-- Extracted material follows --
// SPDX-License-Identifier: Apache-2.0 OR MIT
// Copyright (c) 2025-2026 naskel.com

//! Service descriptions and CaPro messages.

mod message;
mod service_description;

pub use message::{CaproMessage, CaproMessageType};
pub use service_description::{ServiceDescription, INVALID_ID, WILDCARD};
-- Extracted material concluded --
Work order: From the data above, extract every line in its exact form.

Answer box:
// SPDX-License-Identifier: Apache-2.0 OR MIT
// Copyright (c) 2025-2026 naskel.com

//! Service descriptions and CaPro messages.

mod message;
mod service_description;

pub use message::{CaproMessage, CaproMessageType};
pub use service_description::{ServiceDescription, INVALID_ID, WILDCARD};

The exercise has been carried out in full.